*Information supplied:*

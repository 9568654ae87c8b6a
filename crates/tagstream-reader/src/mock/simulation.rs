//! Synthetic tag traffic for the mock driver.
//!
//! Lets the bridge binary run end to end without a radio module: while the
//! mock's stream is running, a fixed population of tags is sighted on a
//! rotating set of antennas every period, followed by an inventory event.
//! Optionally the simulated module halts its stream every few batches, the
//! way the real module does when it decides nobody is consuming.

use super::reader::MockReader;
use std::time::Duration;
use tokio::task::JoinHandle;
use tracing::{debug, trace};

/// Configuration for [`MockReader::simulate`].
#[derive(Debug, Clone, PartialEq, Eq)]
pub struct SimulationConfig {
    /// EPCs of the simulated tag population.
    pub population: Vec<Vec<u8>>,

    /// Delay between inventory batches.
    pub period: Duration,

    /// Number of antennas sightings are spread across (at least 1).
    pub antennas: u8,

    /// Halt the stream after this many batches, if set.
    pub auto_stop_after: Option<u32>,
}

impl Default for SimulationConfig {
    fn default() -> Self {
        Self {
            population: (1..=8u8)
                .map(|i| vec![0xE2, 0x00, 0x00, 0x17, 0x22, 0x0B, 0x01, i])
                .collect(),
            period: Duration::from_millis(500),
            antennas: 2,
            auto_stop_after: Some(20),
        }
    }
}

/// Signal strength in dBm, weaker on higher antennas and for later tags.
fn simulated_rssi(tag_index: usize, antenna_id: u8) -> i8 {
    let spread = (tag_index % 16) as i8;
    -40 - 4 * antenna_id.min(8) as i8 - spread
}

impl MockReader {
    /// Spawn a task that feeds synthetic sightings while streaming.
    ///
    /// The task runs until aborted.
    pub fn simulate(&self, config: SimulationConfig) -> JoinHandle<()> {
        let reader = self.clone();
        let antennas = config.antennas.max(1);

        tokio::spawn(async move {
            let mut ticker = tokio::time::interval(config.period);
            let mut batches: u32 = 0;
            let mut round: usize = 0;

            debug!(
                tags = config.population.len(),
                period_ms = config.period.as_millis() as u64,
                "Mock reader simulation started"
            );

            loop {
                ticker.tick().await;
                if !reader.is_streaming() {
                    continue;
                }

                for (i, epc) in config.population.iter().enumerate() {
                    let antenna_id = ((i + round) % antennas as usize) as u8 + 1;
                    reader.sight_with_rssi(epc.clone(), antenna_id, simulated_rssi(i, antenna_id));
                }
                round = round.wrapping_add(1);
                batches += 1;

                let stopped = config
                    .auto_stop_after
                    .is_some_and(|limit| limit > 0 && batches % limit == 0);
                trace!(batches, stopped, "Mock reader inventory batch");
                reader.emit_inventory(stopped).await;
            }
        })
    }
}
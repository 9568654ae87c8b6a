//! RPC transport for the tag stream bridge.
//!
//! Exposes the bridge's six routes to an external controller as
//! newline-delimited JSON over TCP. The transport owns framing and the
//! error envelope; route semantics live in `tagstream-service`.
//!
//! # Components
//!
//! - **RpcServer**: accept loop with a connection limit
//! - **protocol**: request/reply envelopes and line dispatch

pub mod protocol;
mod server;

pub use protocol::{Outcome, RpcReply, RpcRequest, respond};
pub use server::{MAX_LINE_LENGTH, Result, RpcServer, RpcServerConfig, RpcServerError};
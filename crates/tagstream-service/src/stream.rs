//! Streaming controller.
//!
//! Owns the operator's "stream enabled" intent and drives the radio's
//! inventory stream to match it. State changes happen under the
//! [`StateGuard`]; the driver commands that follow run on detached tasks
//! and report failures only through the log.

use crate::state::StateGuard;
use std::sync::Arc;
use tagstream_core::constants::OPFLAG_EN_PHASE_DIFF;
use tagstream_reader::ReaderDriver;
use tokio::task::JoinHandle;
use tracing::{debug, info, warn};

/// Starts, stops and restarts the inventory stream.
pub struct StreamController<D> {
    state: StateGuard,
    driver: Arc<D>,
}

impl<D> Clone for StreamController<D> {
    fn clone(&self) -> Self {
        Self {
            state: self.state.clone(),
            driver: Arc::clone(&self.driver),
        }
    }
}

impl<D: ReaderDriver> StreamController<D> {
    pub fn new(state: StateGuard, driver: Arc<D>) -> Self {
        Self { state, driver }
    }

    /// Enable streaming and start a fresh session.
    ///
    /// Tags and the batch counter are reset before the guard is released,
    /// so no sighting from a previous session survives. The driver is then
    /// told to clear its buffer and start streaming with phase-difference
    /// reporting. If that fails the intent stays enabled; callers observe
    /// the lack of progress through the inventory counters.
    ///
    /// The returned handle may be dropped; the driver task runs detached.
    pub async fn start_stream(&self) -> JoinHandle<()> {
        self.state.lock().await.enable_stream();
        info!("Tag stream enabled");

        let driver = Arc::clone(&self.driver);
        tokio::spawn(async move {
            let result: tagstream_reader::Result<()> = async {
                driver.clear_tags().await?;
                driver.start_inventory_stream(OPFLAG_EN_PHASE_DIFF).await
            }
            .await;

            match result {
                Ok(()) => debug!("Inventory stream started"),
                Err(e) => warn!(error = %e, "Failed to start tag reading"),
            }
        })
    }

    /// Disable streaming and stop the radio's stream.
    ///
    /// Tags collected so far are kept until the next start.
    pub async fn stop_stream(&self) -> JoinHandle<()> {
        self.state.lock().await.disable_stream();
        info!("Tag stream disabled");

        let driver = Arc::clone(&self.driver);
        tokio::spawn(async move {
            match driver.stop_inventory_stream().await {
                Ok(()) => debug!("Inventory stream stopped"),
                Err(e) => warn!(error = %e, "Failed to stop tag reading"),
            }
        })
    }

    /// Re-issue the stream start after the radio halted it on its own.
    ///
    /// Does not touch state: collected tags and the batch counter carry on
    /// as if the stream had never paused. Safe to call with the guard held
    /// since the driver command runs on its own task.
    pub fn restart_stream(&self) -> JoinHandle<()> {
        let driver = Arc::clone(&self.driver);
        tokio::spawn(async move {
            match driver.start_inventory_stream(OPFLAG_EN_PHASE_DIFF).await {
                Ok(()) => debug!("Inventory stream restarted"),
                Err(e) => warn!(error = %e, "Failed to restart tag reading"),
            }
        })
    }
}
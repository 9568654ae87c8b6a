//! Request/response envelopes.
//!
//! One JSON object per line in each direction:
//!
//! ```text
//! -> {"id": 7, "route": "inventory/get"}
//! <- {"id": 7, "result": {"count": 0, "nInventories": 0, "updateEnabled": false, "tags": []}}
//! ```
//!
//! `id` is optional and echoed verbatim (`null` when absent). Route
//! handlers never fail, so `error` only appears for lines that are not a
//! request or that name an unknown route.

use serde::{Deserialize, Serialize};
use serde_json::Value;
use tagstream_reader::ReaderDriver;
use tagstream_service::{Route, RpcHandler, RpcResponse};
use tracing::debug;

/// Inbound request envelope.
#[derive(Debug, Clone, PartialEq, Deserialize)]
pub struct RpcRequest {
    /// Correlation id chosen by the caller.
    #[serde(default)]
    pub id: Value,

    /// Route path, with or without a leading `/`.
    pub route: String,

    /// Accepted for compatibility; every route is parameterless.
    #[serde(default)]
    pub params: Option<Value>,
}

/// Outbound reply envelope.
#[derive(Debug, Clone, PartialEq, Serialize)]
pub struct RpcReply {
    pub id: Value,
    #[serde(flatten)]
    pub outcome: Outcome,
}

/// Either a route payload or a transport error message.
#[derive(Debug, Clone, PartialEq, Serialize)]
pub enum Outcome {
    #[serde(rename = "result")]
    Result(RpcResponse),
    #[serde(rename = "error")]
    Error(String),
}

impl RpcReply {
    pub fn result(id: Value, response: RpcResponse) -> Self {
        Self {
            id,
            outcome: Outcome::Result(response),
        }
    }

    pub fn error(id: Value, message: impl Into<String>) -> Self {
        Self {
            id,
            outcome: Outcome::Error(message.into()),
        }
    }
}

/// Answer one request line.
pub async fn respond<D: ReaderDriver>(handler: &RpcHandler<D>, line: &str) -> RpcReply {
    let request: RpcRequest = match serde_json::from_str(line) {
        Ok(request) => request,
        Err(e) => {
            debug!(error = %e, "Malformed request line");
            return RpcReply::error(Value::Null, format!("Invalid request: {e}"));
        }
    };

    match request.route.parse::<Route>() {
        Ok(route) => RpcReply::result(request.id, handler.call(route).await),
        Err(e) => RpcReply::error(request.id, e.to_string()),
    }
}
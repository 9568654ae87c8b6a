//! Deduplicating store of tag sightings.
//!
//! Folds a continuous stream of sightings into one [`TagEntry`] per
//! physical tag. Identity is the raw identifier bytes ([`TagId`]); the EPC
//! text is derived once, at first sighting, and never recomputed.
//!
//! Entries keep first-sighting order. A repeat sighting updates an entry in
//! place and never moves it.

use indexmap::IndexMap;
use indexmap::map::Entry;
use tagstream_core::{TagEntry, TagId, Timestamp};

/// Outcome of [`TagStore::record_sighting`].
#[derive(Debug, Clone, Copy, PartialEq, Eq)]
pub enum Sighting {
    /// First time this identifier was seen.
    New,
    /// Identifier already known; antenna and time updated.
    Updated,
}

/// Keyed collection of last-seen tag metadata.
#[derive(Debug, Clone, Default)]
pub struct TagStore {
    entries: IndexMap<TagId, TagEntry>,
}

impl TagStore {
    /// Create an empty store.
    pub fn new() -> Self {
        Self::default()
    }

    /// Record one sighting of `id` on `antenna_id` at `now`.
    ///
    /// Inserts a new entry the first time an identifier is seen; afterwards
    /// only `antenna_id` and `last_seen` change.
    pub fn record_sighting(&mut self, id: TagId, antenna_id: u8, now: Timestamp) -> Sighting {
        match self.entries.entry(id) {
            Entry::Occupied(mut occupied) => {
                occupied.get_mut().resighted(antenna_id, now);
                Sighting::Updated
            }
            Entry::Vacant(vacant) => {
                let entry = TagEntry::first_sighting(vacant.key(), antenna_id, now);
                vacant.insert(entry);
                Sighting::New
            }
        }
    }

    /// Look up the entry for an identifier.
    pub fn get(&self, id: &TagId) -> Option<&TagEntry> {
        self.entries.get(id)
    }

    /// Number of distinct tags.
    pub fn len(&self) -> usize {
        self.entries.len()
    }

    /// Check whether no tag has been seen.
    pub fn is_empty(&self) -> bool {
        self.entries.is_empty()
    }

    /// Forget every tag.
    pub fn clear(&mut self) {
        self.entries.clear();
    }

    /// Iterate over entries in first-sighting order.
    pub fn entries(&self) -> impl Iterator<Item = &TagEntry> {
        self.entries.values()
    }

    /// Copy of every entry in first-sighting order.
    pub fn snapshot(&self) -> Vec<TagEntry> {
        self.entries.values().cloned().collect()
    }
}

#[cfg(test)]
mod tests {
    use super::*;
    use chrono::{Duration, Local, TimeZone};
    use proptest::prelude::*;

    fn at(seconds: i64) -> Timestamp {
        Local.with_ymd_and_hms(2025, 6, 1, 8, 0, 0).unwrap() + Duration::seconds(seconds)
    }

    fn tag(hex: &str) -> TagId {
        TagId::from_hex(hex).unwrap()
    }

    #[test]
    fn test_first_sighting_inserts_entry() {
        let mut store = TagStore::new();

        let outcome = store.record_sighting(tag("AA BB"), 1, at(0));

        assert_eq!(outcome, Sighting::New);
        assert_eq!(store.len(), 1);
        let entry = store.get(&tag("AABB")).unwrap();
        assert_eq!(entry.epc, "AABB");
        assert_eq!(entry.antenna_id, 1);
        assert_eq!(entry.last_seen, at(0));
    }

    #[test]
    fn test_repeat_sighting_latest_antenna_wins() {
        let mut store = TagStore::new();

        store.record_sighting(tag("AABB"), 1, at(0));
        let outcome = store.record_sighting(tag("AABB"), 2, at(3));

        assert_eq!(outcome, Sighting::Updated);
        assert_eq!(store.len(), 1);
        let entry = store.get(&tag("AABB")).unwrap();
        assert_eq!(entry.antenna_id, 2);
        assert_eq!(entry.last_seen, at(3));
    }

    #[test]
    fn test_identity_is_byte_content_not_buffer() {
        let mut store = TagStore::new();
        let first = vec![0xCCu8, 0xDD];
        let second = first.clone();

        store.record_sighting(TagId::new(first).unwrap(), 1, at(0));
        store.record_sighting(TagId::new(second).unwrap(), 1, at(1));

        assert_eq!(store.len(), 1);
    }

    #[test]
    fn test_entries_keep_first_sighting_order() {
        let mut store = TagStore::new();
        store.record_sighting(tag("03"), 1, at(0));
        store.record_sighting(tag("01"), 1, at(1));
        store.record_sighting(tag("02"), 1, at(2));
        store.record_sighting(tag("03"), 2, at(3));

        let epcs: Vec<&str> = store.entries().map(|e| e.epc.as_str()).collect();
        assert_eq!(epcs, vec!["03", "01", "02"]);
    }

    #[test]
    fn test_clear_forgets_everything() {
        let mut store = TagStore::new();
        store.record_sighting(tag("AABB"), 1, at(0));
        store.record_sighting(tag("CCDD"), 1, at(0));

        store.clear();

        assert!(store.is_empty());
        assert!(store.snapshot().is_empty());
    }

    proptest! {
        /// Any number of sightings of one identifier yields exactly one
        /// entry whose EPC is the uppercase hex of the identifier.
        #[test]
        fn prop_repeated_sightings_yield_one_entry(
            bytes in prop::collection::vec(any::<u8>(), 1..=12),
            antennas in prop::collection::vec(1u8..=4, 1..20),
        ) {
            let mut store = TagStore::new();
            let expected_epc: String = bytes.iter().map(|b| format!("{:02X}", b)).collect();

            for (i, antenna) in antennas.iter().enumerate() {
                let id = TagId::new(bytes.clone()).unwrap();
                store.record_sighting(id, *antenna, at(i as i64));
            }

            prop_assert_eq!(store.len(), 1);
            let entry = store.entries().next().unwrap();
            prop_assert_eq!(&entry.epc, &expected_epc);
            prop_assert_eq!(entry.antenna_id, *antennas.last().unwrap());
            prop_assert_eq!(entry.last_seen, at(antennas.len() as i64 - 1));
        }

        /// The store holds exactly one entry per distinct identifier.
        #[test]
        fn prop_store_size_matches_distinct_ids(
            ids in prop::collection::vec(prop::collection::vec(any::<u8>(), 1..=4), 0..40),
        ) {
            let mut store = TagStore::new();
            for (i, bytes) in ids.iter().enumerate() {
                store.record_sighting(TagId::new(bytes.clone()).unwrap(), 1, at(i as i64));
            }

            let distinct: std::collections::HashSet<&Vec<u8>> = ids.iter().collect();
            prop_assert_eq!(store.len(), distinct.len());
        }
    }
}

*Problem details:*
Look through the records and gather each line with the word "StreamController".

*Exercise answer:*
pub struct StreamController<D> {
impl<D> Clone for StreamController<D> {
impl<D: ReaderDriver> StreamController<D> {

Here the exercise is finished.